Trackless trams proposed in Old Delhi
The government had been toying with proposals to introduce conventional trams and electric trams in the Walled City for over five years but withdrew them both for being ‘infrastructure-intensive’.Updated: Dec 31, 2019 17:54 IST
New Delhi: The Delhi government is planning to introduce ‘trackless trams’ in the heritage Chandni Chowk area, according to an official proposal seen by HT. The proposal is likely to be considered on Tuesday in the board meeting of the Shahjahanabad Redevelopment Corporation (SRDC) — the nodal agency executing the ongoing Chandni Chowk revamp project.
The government had been toying with proposals to introduce conventional trams and electric trams in the Walled City for over five years but withdrew them both for being ‘infrastructure-intensive’.
According to the detailed project report, which has been seen by HT, the trackless tram service will be operated in a loop for which two routes have been identified. “The trackless tram may be parked at the Ambedkar DTC bus depot.

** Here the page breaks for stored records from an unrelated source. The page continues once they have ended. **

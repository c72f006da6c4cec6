//! Gradient-driven flux constraints and porous-media velocity kernels.
//!
//! A directional flux constraint defines a flux component u from one or
//! more gradient-driven terms along a fixed axis:
//!
//! R = ψ · (u + Σⱼ cⱼ · Π fⱼₖ · ∂Φⱼ/∂x_dir)
//!
//! Darcy velocity, Schlögl velocity, and the electrode/electrolyte current
//! densities are all of this form.

use log::debug;
use serde::{Deserialize, Serialize};

use crate::error::Result;
use crate::params::{
    self, check_direction, collect_coupled, product, product_derivative, Coupled, CoupledInput,
    FieldRegistry,
};
use crate::term::{Kernel, QpContext};
use crate::types::FieldId;

/// One gradient-driven contribution c · Π f · ∂Φ/∂x_dir.
#[derive(Clone, Debug, PartialEq)]
pub struct GradientTerm {
    pub coefficient: f64,
    pub factors: Vec<Coupled>,
    pub potential: Coupled,
}

/// `DarcyVelocity`: v_dir = −K·∂p/∂x_dir
#[derive(Clone, Debug, Serialize, Deserialize)]
#[serde(deny_unknown_fields)]
pub struct DarcyVelocityConfig {
    pub variable: String,
    pub pressure: String,
    /// Darcy coefficient K (permeability over viscosity)
    #[serde(default = "params::one")]
    pub darcy_coeff: CoupledInput,
    pub direction: usize,
}

/// `SchloeglVelocity`: v_dir = −K_p·∂p/∂x_dir − K_φ·∂Φ/∂x_dir
#[derive(Clone, Debug, Serialize, Deserialize)]
#[serde(deny_unknown_fields)]
pub struct SchloeglVelocityConfig {
    pub variable: String,
    pub pressure: String,
    pub electric_potential: String,
    #[serde(default = "params::one")]
    pub darcy_coeff: CoupledInput,
    #[serde(default = "params::zero")]
    pub electrokinetic_coeff: CoupledInput,
    pub direction: usize,
}

/// Flux component defined by gradient-driven terms.
#[derive(Clone, Debug)]
pub struct DirectionalFluxConstraint {
    name: &'static str,
    variable: FieldId,
    direction: usize,
    terms: Vec<GradientTerm>,
}

impl DirectionalFluxConstraint {
    /// Build from resolved terms; `direction` must be 0, 1, or 2.
    pub fn from_parts(
        name: &'static str,
        variable: FieldId,
        direction: usize,
        terms: Vec<GradientTerm>,
    ) -> Result<Self> {
        let direction = check_direction(name, direction)?;
        debug!("{name}: variable {variable}, direction {direction}, {} terms", terms.len());
        Ok(Self {
            name,
            variable,
            direction,
            terms,
        })
    }

    pub fn darcy_velocity(config: DarcyVelocityConfig, registry: &FieldRegistry) -> Result<Self> {
        const NAME: &str = "DarcyVelocity";
        let u = registry.resolve_field(NAME, &config.variable)?;
        let terms = vec![GradientTerm {
            coefficient: 1.0,
            factors: vec![registry.resolve(NAME, &config.darcy_coeff)?],
            potential: Coupled::Field(registry.resolve_field(NAME, &config.pressure)?),
        }];
        Self::from_parts(NAME, u, config.direction, terms)
    }

    pub fn schloegl_velocity(config: SchloeglVelocityConfig, registry: &FieldRegistry) -> Result<Self> {
        const NAME: &str = "SchloeglVelocity";
        let u = registry.resolve_field(NAME, &config.variable)?;
        let terms = vec![
            GradientTerm {
                coefficient: 1.0,
                factors: vec![registry.resolve(NAME, &config.darcy_coeff)?],
                potential: Coupled::Field(registry.resolve_field(NAME, &config.pressure)?),
            },
            GradientTerm {
                coefficient: 1.0,
                factors: vec![registry.resolve(NAME, &config.electrokinetic_coeff)?],
                potential: Coupled::Field(
                    registry.resolve_field(NAME, &config.electric_potential)?,
                ),
            },
        ];
        Self::from_parts(NAME, u, config.direction, terms)
    }

    /// Axis of the flux component.
    pub fn direction(&self) -> usize {
        self.direction
    }

    fn derivative(&self, ctx: &QpContext, wrt: FieldId) -> f64 {
        let dir = self.direction;
        let mut d = if wrt == self.variable { ctx.phi } else { 0.0 };
        for term in &self.terms {
            let grad = term.potential.gradient(ctx)[dir];
            d += term.coefficient * product_derivative(&term.factors, ctx, wrt) * ctx.phi * grad;
            if term.potential.is(wrt) {
                d += term.coefficient * product(&term.factors, ctx) * ctx.grad_phi[dir];
            }
        }
        ctx.test * d
    }
}

impl Kernel for DirectionalFluxConstraint {
    fn name(&self) -> &'static str {
        self.name
    }

    fn variable(&self) -> FieldId {
        self.variable
    }

    fn compute_qp_residual(&self, ctx: &QpContext) -> f64 {
        let dir = self.direction;
        let driven: f64 = self
            .terms
            .iter()
            .map(|t| t.coefficient * product(&t.factors, ctx) * t.potential.gradient(ctx)[dir])
            .sum();
        ctx.test * (ctx.fields[self.variable].value + driven)
    }

    fn compute_qp_jacobian(&self, ctx: &QpContext) -> f64 {
        self.derivative(ctx, self.variable)
    }

    fn compute_qp_off_diag_jacobian(&self, ctx: &QpContext, jvar: FieldId) -> f64 {
        self.derivative(ctx, jvar)
    }

    fn coupled_fields(&self) -> Vec<FieldId> {
        collect_coupled(
            self.variable,
            self.terms
                .iter()
                .flat_map(|t| t.factors.iter().chain(std::iter::once(&t.potential))),
        )
    }
}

The route can be designed in a manner that it connects all parking lots, markets, tourist places, bus stops, railway and metro stations, etc. to discourage use of private vehicles and encourage pedestrians in the special area to complement traffic restrictions as per the integrated traffic management plan proposed by the Delhi traffic police,” reads the proposal.
Both the proposed tram routes, one 7kms long and the other of about 5kms, will begin from and end at Rajghat and will pass through Jama Masjid, Chawiri Bazar, Red Fort, Old Delhi Railway station and so on, as per the proposal.

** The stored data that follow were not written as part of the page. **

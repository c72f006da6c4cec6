//! Coupled inputs: fields or constants.
//!
//! Most coefficients of a term may be bound to another field or held at a
//! constant. The configuration form ([`CoupledInput`]) is a name or a
//! number; the resolved form ([`Coupled`]) is a field index or a number.

use nalgebra::Vector3;
use serde::{Deserialize, Serialize};

use crate::term::FieldSource;
use crate::types::FieldId;

/// Configuration form of a coupled input.
///
/// Deserializes from either a number (constant) or a string (field name).
#[derive(Clone, Debug, PartialEq, Serialize, Deserialize)]
#[serde(untagged)]
pub enum CoupledInput {
    /// Constant value
    Constant(f64),
    /// Name of a field known to the host
    Field(String),
}

impl From<f64> for CoupledInput {
    fn from(value: f64) -> Self {
        Self::Constant(value)
    }
}

impl From<&str> for CoupledInput {
    fn from(name: &str) -> Self {
        Self::Field(name.to_string())
    }
}

impl From<String> for CoupledInput {
    fn from(name: String) -> Self {
        Self::Field(name)
    }
}

/// Resolved coupled input.
#[derive(Clone, Copy, Debug, PartialEq)]
pub enum Coupled {
    /// Bound to a field
    Field(FieldId),
    /// Held constant
    Constant(f64),
}

impl Coupled {
    /// Current value.
    #[inline]
    pub fn value<S: FieldSource>(&self, source: &S) -> f64 {
        match *self {
            Self::Field(id) => source.field(id).value,
            Self::Constant(c) => c,
        }
    }

    /// Value at the previous step.
    #[inline]
    pub fn old<S: FieldSource>(&self, source: &S) -> f64 {
        match *self {
            Self::Field(id) => source.field(id).old,
            Self::Constant(c) => c,
        }
    }

    /// Time derivative (zero for constants).
    #[inline]
    pub fn dot<S: FieldSource>(&self, source: &S) -> f64 {
        match *self {
            Self::Field(id) => source.field(id).dot,
            Self::Constant(_) => 0.0,
        }
    }

    /// Spatial gradient (zero for constants).
    #[inline]
    pub fn gradient<S: FieldSource>(&self, source: &S) -> Vector3<f64> {
        match *self {
            Self::Field(id) => source.field(id).gradient,
            Self::Constant(_) => Vector3::zeros(),
        }
    }

    /// Field index, if bound to a field.
    #[inline]
    pub fn id(&self) -> Option<FieldId> {
        match *self {
            Self::Field(id) => Some(id),
            Self::Constant(_) => None,
        }
    }

    /// Whether this input is bound to `jvar`.
    #[inline]
    pub fn is(&self, jvar: FieldId) -> bool {
        matches!(*self, Self::Field(id) if id == jvar)
    }

    /// Indicator 1.0 if bound to `jvar`, else 0.0.
    #[inline]
    pub fn indicator(&self, jvar: FieldId) -> f64 {
        if self.is(jvar) {
            1.0
        } else {
            0.0
        }
    }
}

/// Product of coupled values.
#[inline]
pub fn product<S: FieldSource>(factors: &[Coupled], source: &S) -> f64 {
    factors.iter().map(|f| f.value(source)).product()
}

/// Derivative of [`product`] with respect to the value of `wrt`.
///
/// A field appearing several times contributes once per occurrence.
pub fn product_derivative<S: FieldSource>(factors: &[Coupled], source: &S, wrt: FieldId) -> f64 {
    let mut total = 0.0;
    for (i, factor) in factors.iter().enumerate() {
        if !factor.is(wrt) {
            continue;
        }
        let others: f64 = factors
            .iter()
            .enumerate()
            .filter(|(j, _)| *j != i)
            .map(|(_, f)| f.value(source))
            .product();
        total += others;
    }
    total
}

/// Product of coupled values raised to per-factor powers: Π cᵢ^pᵢ.
#[inline]
pub fn power_product<S: FieldSource>(factors: &[Coupled], powers: &[f64], source: &S) -> f64 {
    factors
        .iter()
        .zip(powers)
        .map(|(f, p)| f.value(source).powf(*p))
        .product()
}

/// Derivative of [`power_product`] with respect to the value of `wrt`.
pub fn power_product_derivative<S: FieldSource>(
    factors: &[Coupled],
    powers: &[f64],
    source: &S,
    wrt: FieldId,
) -> f64 {
    let mut total = 0.0;
    for (i, (factor, power)) in factors.iter().zip(powers).enumerate() {
        if !factor.is(wrt) || *power == 0.0 {
            continue;
        }
        let c = factor.value(source);
        let others: f64 = factors
            .iter()
            .zip(powers)
            .enumerate()
            .filter(|(j, _)| *j != i)
            .map(|(_, (f, p))| f.value(source).powf(*p))
            .product();
        total += power * c.powf(power - 1.0) * others;
    }
    total
}

/// Collect the distinct field ids among `inputs`, excluding `variable`.
pub fn collect_coupled<'a, I>(variable: FieldId, inputs: I) -> Vec<FieldId>
where
    I: IntoIterator<Item = &'a Coupled>,
{
    let mut ids: Vec<FieldId> = inputs
        .into_iter()
        .filter_map(|c| c.id())
        .filter(|id| *id != variable)
        .collect();
    ids.sort();
    ids.dedup();
    ids
}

A member of the SRDC’s board of directors confirmed the project. He said the trackless tram is a more viable option over conventional trams or e-trams because it can be installed “virtually overnight”. Besides, it is also cheaper by at least Rs 75 crore compared to a track-tram and by about Rs 35 crore from a light rail transit (LRT) service.
“Once approved on December 31, It will be a new year’s gift to Delhiites. A trackless tram falls somewhere in between the light rail transit model and a bus. They have rubber wheels intended to run on asphalt or concrete. It also has the hydraulic system like the high speed trains which ensures a significantly better ride than traditional buses,” said the member on condition of anonymity.

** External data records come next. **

#[cfg(test)]
mod tests {
    use super::*;
    use crate::constants::GAS_CONSTANT;
    use crate::kernels::testing::{assert_jacobian, qp};
    use crate::term::FieldValue;

    fn registry() -> FieldRegistry {
        FieldRegistry::with_fields(["A", "B", "C", "T", "If", "Ir", "Ao", "eps", "r"])
    }

    fn fields() -> [FieldValue; 9] {
        [
            FieldValue::new(0.8),
            FieldValue::new(1.3),
            FieldValue::new(0.4),
            FieldValue::new(450.0),
            FieldValue::new(1.7),
            FieldValue::new(1.2),
            FieldValue::new(3.0),
            FieldValue::new(0.4),
            FieldValue::new(0.05),
        ]
    }

    fn base_config(variable: &str) -> ReactionConfig {
        ReactionConfig {
            variable: variable.into(),
            reactants: vec!["A".into(), "B".into()],
            reactant_stoich: vec![1.0, 2.0],
            products: vec!["C".into()],
            product_stoich: vec![1.0],
            scale: -1.0,
            forward_pre_exponential: Some(2.0),
            forward_activation_energy: 15000.0,
            forward_beta: 1.0,
            reverse_pre_exponential: 0.5,
            reverse_activation_energy: 20000.0,
            reverse_beta: 1.0,
            temperature: "T".into(),
            gas_constant: GAS_CONSTANT,
            forward_inhibition: "If".into(),
            reverse_inhibition: "Ir".into(),
            specific_area: "Ao".into(),
            volume_frac: "eps".into(),
            ..Default::default()
        }
    }

    #[test]
    fn test_constant_reaction() {
        let mut cfg = base_config("A");
        cfg.forward_rate = Some(3.0);
        cfg.reverse_rate = Some(0.5);
        let k = ReactionKernel::constant(cfg, &registry()).unwrap();
        let f = fields();
        let ctx = qp(&f);
        // R = −ψ·(−1)·(3·A·B² − 0.5·C)
        let rate = 3.0 * 0.8 * 1.3 * 1.3 - 0.5 * 0.4;
        assert!((k.compute_qp_residual(&ctx) - ctx.test * rate).abs() < 1e-12);
        assert_jacobian(&k, &ctx);
    }

    #[test]
    fn test_constant_reaction_missing_rate() {
        let err = ReactionKernel::constant(base_config("A"), &registry()).unwrap_err();
        assert!(matches!(
            err,
            ConfigurationError::MissingParameter {
                parameter: "forward_rate",
                ..
            }
        ));
    }

    #[test]
    fn test_all_arrhenius_variants_jacobian() {
        let reg = registry();
        let f = fields();
        let ctx = qp(&f);
        let mut cfg = base_config("B");
        cfg.enthalpy = Some(-20000.0);
        cfg.entropy = Some(10.0);

        let builders: [fn(ReactionConfig, &FieldRegistry) -> Result<ReactionKernel>; 6] = [
            ReactionKernel::arrhenius,
            ReactionKernel::arrhenius_equilibrium,
            ReactionKernel::inhibited_arrhenius,
            ReactionKernel::arrhenius_energy,
            ReactionKernel::arrhenius_equilibrium_energy,
            ReactionKernel::inhibited_arrhenius_energy,
        ];
        for build in builders {
            let k = build(cfg.clone(), &reg).unwrap();
            assert_jacobian(&k, &ctx);
        }

        let mut energy = cfg.clone();
        energy.variable = "T".into();
        let k = ReactionKernel::arrhenius_energy(energy, &reg).unwrap();
        assert_jacobian(&k, &ctx);
    }

    #[test]
    fn test_equilibrium_reverse_constant() {
        let mut cfg = base_config("A");
        cfg.forward_pre_exponential = Some(1.0);
        cfg.forward_activation_energy = 50000.0;
        cfg.enthalpy = Some(-20000.0);
        cfg.entropy = Some(10.0);
        let k = ReactionKernel::arrhenius_equilibrium(cfg, &registry()).unwrap();
        match k.kinetics().law() {
            RateLaw::Equilibrium { reverse, .. } => {
                assert!((reverse.activation_energy - 70000.0).abs() < 1e-9);
                assert!((reverse.pre_exponential - (-10.0 / GAS_CONSTANT).exp()).abs() < 1e-14);
            }
            other => panic!("unexpected law {other:?}"),
        }
    }

    #[test]
    fn test_equilibrium_requires_both_sides() {
        let mut cfg = base_config("A");
        cfg.enthalpy = Some(-20000.0);
        cfg.entropy = Some(10.0);
        cfg.products.clear();
        cfg.product_stoich.clear();
        assert!(ReactionKernel::arrhenius_equilibrium(cfg, &registry()).is_err());
    }

    #[test]
    fn test_energy_requires_enthalpy() {
        let err = ReactionKernel::arrhenius_energy(base_config("T"), &registry()).unwrap_err();
        assert!(matches!(err, ConfigurationError::MissingParameter { .. }));
    }

    #[test]
    fn test_rate_constraint_jacobian() {
        let reg = registry();
        let f = fields();
        let ctx = qp(&f);
        let k = ReactionRateConstraint::new(base_config("r"), &reg).unwrap();
        assert_jacobian(&k, &ctx);
        assert!(matches!(k.kinetics.law(), RateLaw::Inhibited { .. }));
    }

    #[test]
    fn test_langmuir_inhibition() {
        let reg = registry();
        let k = LangmuirInhibition::new(
            LangmuirInhibitionConfig {
                variable: "If".into(),
                coupled_list: vec!["A".into(), "B".into()],
                pre_exponentials: vec![2.0, 0.5],
                activation_energies: vec![-3000.0, 0.0],
                temperature: "T".into(),
                gas_constant: GAS_CONSTANT,
            },
            &reg,
        )
        .unwrap();
        let f = fields();
        let ctx = qp(&f);
        assert_jacobian(&k, &ctx);

        // E = 0 → K = A exactly
        let plain = LangmuirInhibition::new(
            LangmuirInhibitionConfig {
                variable: "If".into(),
                coupled_list: vec!["A".into()],
                pre_exponentials: vec![2.0],
                activation_energies: vec![],
                temperature: "T".into(),
                gas_constant: GAS_CONSTANT,
            },
            &reg,
        )
        .unwrap();
        let expected = ctx.test * (1.7 - (1.0 + 2.0 * 0.8));
        assert!((plain.compute_qp_residual(&ctx) - expected).abs() < 1e-12);
    }

    #[test]
    fn test_inhibition_products() {
        let reg = registry();
        let k = InhibitionProducts::new(
            InhibitionProductsConfig {
                variable: "If".into(),
                coupled_list: vec!["A".into(), "B".into()],
                power_list: vec![0.5, 2.0],
            },
            &reg,
        )
        .unwrap();
        let f = fields();
        let ctx = qp(&f);
        assert_jacobian(&k, &ctx);

        let err = InhibitionProducts::new(
            InhibitionProductsConfig {
                variable: "If".into(),
                coupled_list: vec!["A".into(), "B".into()],
                power_list: vec![1.0],
            },
            &reg,
        );
        assert!(err.is_err());
    }
}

“The best thing about trackless trams is that it does not require digging to build on-road tracks or installing the overhead catenary which are otherwise required even in e-trams,” the member added.
The detailed project report states that the trackless trams will have half the weight of a diesel bus and hence will have almost no impact on the surface of the roads compared to the damage caused by trucks and buses. It will have zero emission since it will be purely electric, powered by lithium-ion batteries which will be placed on the roof of the coaches. They can be rapidly charged in 30 seconds and the charging stations can be interpretable in nature, allowing other electric vehicles in the locality to use the facility.
In June 2014, the Lieutenant Governor and the Delhi government together had planned to run the traditional trams on the Chandni Chowk road. Later, in December 2018, SRDC chairperson Satyendar Jain, who is also the state urban development minister, had announced that the Public Works Department (PWD) was working on a plan to introduce electric trams in the Shahjahanabad area. Both plans failed as track-laying and installing overhead wires were found to be difficult in the congested areas of the Walled City, a senior government official said.
Earlier this year, the government had again talked about introducing e-buses and e-rickshaws in the area to address last mile connectivity.
Experts welcomed the idea saying ‘trackless trams’ will be a tailor-made solution for the busy Walled City area. “If the speed is convenient and is reliable in terms of punctuality, then it is a fantastic idea since these trams will be porting commuters at a mass level. Commuting will be easier with this system because the area sees a lot people with luggage since it has several markets,” said Subhash Chand, head of traffic engineering and safety division, Central Road Research Institute (CRRI).
He said it will also help take considerable load off the e-rickshaws that currently are unregulated in the area adding to pedestrian and traffic bottlenecks.
“Trackless trams have roof-mounted cameras which detect a ‘virtual rail’ for the driver and the passengers too. An on-board computer combines the image with the speed, way and wheel angle to determine the path to be followed. They are also equipped with self-steering optical guidance system which allows man-less operation too,” Chand said.
The trackless trams, which the SRDC is proposing have been operational in Chinese cities such Zhuzhou, Yongxiu and Yibin. Australia’s Adelaide also has a similar transit system in place.
Work on the Chandni Chowk redevelopment project, which started on December 1, 2018, is scheduled to be over by March next year. The trackless trams are expected to be introduced only after the project is completed to avoid congestion of the area.
As per the Chandni Chowk redevelopment plan, the1.5-km stretch between Red Fort and Fatehpuri will have pavements to create 6-13 metre-wide pedestrian zones along the shops on either side of the road. It will also have street furniture, toilets, water ATMs, kiosks, etc on the central verge. A dedicated lane for non-motorised vehicles will also be made.